More on the supposed conflict between faith and reason

This creates a rigged game:

For my purposes a “fact” is something that could be verified, while a “belief” is not.

Presumably the context you refer to is the reason versus faith divide. First, this is a dualism created by scientism and hyper rationalism.

Its the same kind of dualism that says that we don’t live in communities and that negative rights are the only things that matter. Its a useful lines in some cases (ie easy assignment of guilt and blame), but less useful in others (we have a shared goods problem or perhaps more to the point a tragedy of the commons problem). In the same way faith and reason co-mingle. Rationality itself is wedded to emotion and history. This is what behavioral economics says–and the newest science on the human mind, decision-making, and psychology. It seems very cut and dried–but when you look at a nuanced view its lacking. Its precisely the heuristics of thought which limit the scientist and attempts at rationality. We need a more integrated and complex way to deal with such issues.

The idea of not allowing a possibility beyond this seems a bit narrow–a bit limited. Its like the person from a particular geography or sub-culture who universalizes the experience in that culture or geography.

The dawn of quantum physics has ushered in an era in which mind deviance is a norm–and the core of materialist science is questioned.

The experience of a specialness to humanity–is echoed through reality and daily experience–but a scientific or strictly materialist doesn’t allow for such a view.

Science in some regards is question begging. Its not meant to answer these questions–which makes the question a bit question begging.

Moreover, we daily make decisions grounded on faith–for instance in ethics and relationships.

The Bible even points to the notion that God is a God of wooing and mystery. (I believe Kierkeggard and others have made a similar argument).

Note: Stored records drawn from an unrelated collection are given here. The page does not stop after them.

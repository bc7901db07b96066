//! Supervisor descriptors (pm2 ecosystem files).
//!
//! Pure functions only: rendering a descriptor does no I/O.

use rollout_common::{EnvMap, EnvValue, ServiceSpec, SupervisorDefaults};
use serde::Serialize;

/// Directory inside each release that holds generated descriptors.
pub const DESCRIPTOR_DIR: &str = ".rollout";

/// Everything the supervisor needs to run one service.
#[derive(Debug, Clone, PartialEq, Serialize)]
pub struct SupervisorDescriptor {
    pub name: String,
    /// Absolute path of the entry script inside the release.
    pub script: String,
    /// Working directory, the release root.
    pub cwd: String,
    pub instances: u32,
    pub max_memory_restart: String,
    pub env: EnvMap,
}

/// Build the descriptor for `service` deployed at `release_path`.
///
/// Environment precedence, lowest first: supervisor defaults, the service
/// `port` as `PORT`, the service's own `env`.
#[must_use]
pub fn render_descriptor(
    service: &ServiceSpec,
    defaults: &SupervisorDefaults,
    release_path: &str,
) -> SupervisorDescriptor {
    let mut env = defaults.env.clone();
    if let Some(port) = service.port {
        env.insert("PORT".to_string(), EnvValue::from(port));
    }
    env.extend(service.env.iter().map(|(k, v)| (k.clone(), v.clone())));

    let release = release_path.trim_end_matches('/');
    let script = service.script.trim_start_matches("./").trim_start_matches('/');

    SupervisorDescriptor {
        name: service.name.clone(),
        script: format!("{release}/{script}"),
        cwd: release.to_string(),
        instances: service.instances.unwrap_or(defaults.instances),
        max_memory_restart: defaults.max_memory_restart.clone(),
        env,
    }
}

#[derive(Serialize)]
struct Ecosystem<'a> {
    apps: [App<'a>; 1],
}

#[derive(Serialize)]
struct App<'a> {
    name: &'a str,
    script: &'a str,
    cwd: &'a str,
    instances: u32,
    exec_mode: &'static str,
    max_memory_restart: &'a str,
    env: &'a EnvMap,
}

impl SupervisorDescriptor {
    /// Serialize to a pm2 ecosystem JSON document.
    ///
    /// # Errors
    ///
    /// Returns an error if JSON serialization fails.
    pub fn to_ecosystem_json(&self) -> serde_json::Result<String> {
        let doc = Ecosystem {
            apps: [App {
                name: &self.name,
                script: &self.script,
                cwd: &self.cwd,
                instances: self.instances,
                exec_mode: if self.instances > 1 { "cluster" } else { "fork" },
                max_memory_restart: &self.max_memory_restart,
                env: &self.env,
            }],
        };
        serde_json::to_string_pretty(&doc)
    }

    /// Remote path the descriptor is uploaded to.
    #[must_use]
    pub fn remote_path(&self) -> String {
        format!("{}/{DESCRIPTOR_DIR}/{}.config.json", self.cwd, self.name)
    }
}
//! Command implementations

pub mod deploy;
pub mod version;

The person of faith isn’t always making a decision based on a strick truth/falsity of the claim. The believe is making their decision based on a better way of living which coheres to their experience. You might say, well I haven’t experienced God? But experiencing God in one sense is just acknowledging that:
1) we’re not perfect. left to our own devices we can mess things up a bit.
2) that we are blessed. its the demonstration of gratitude
3) the proof for Jesus trump the denials–the historical evidence is incredibly compelling

You can read my original post here.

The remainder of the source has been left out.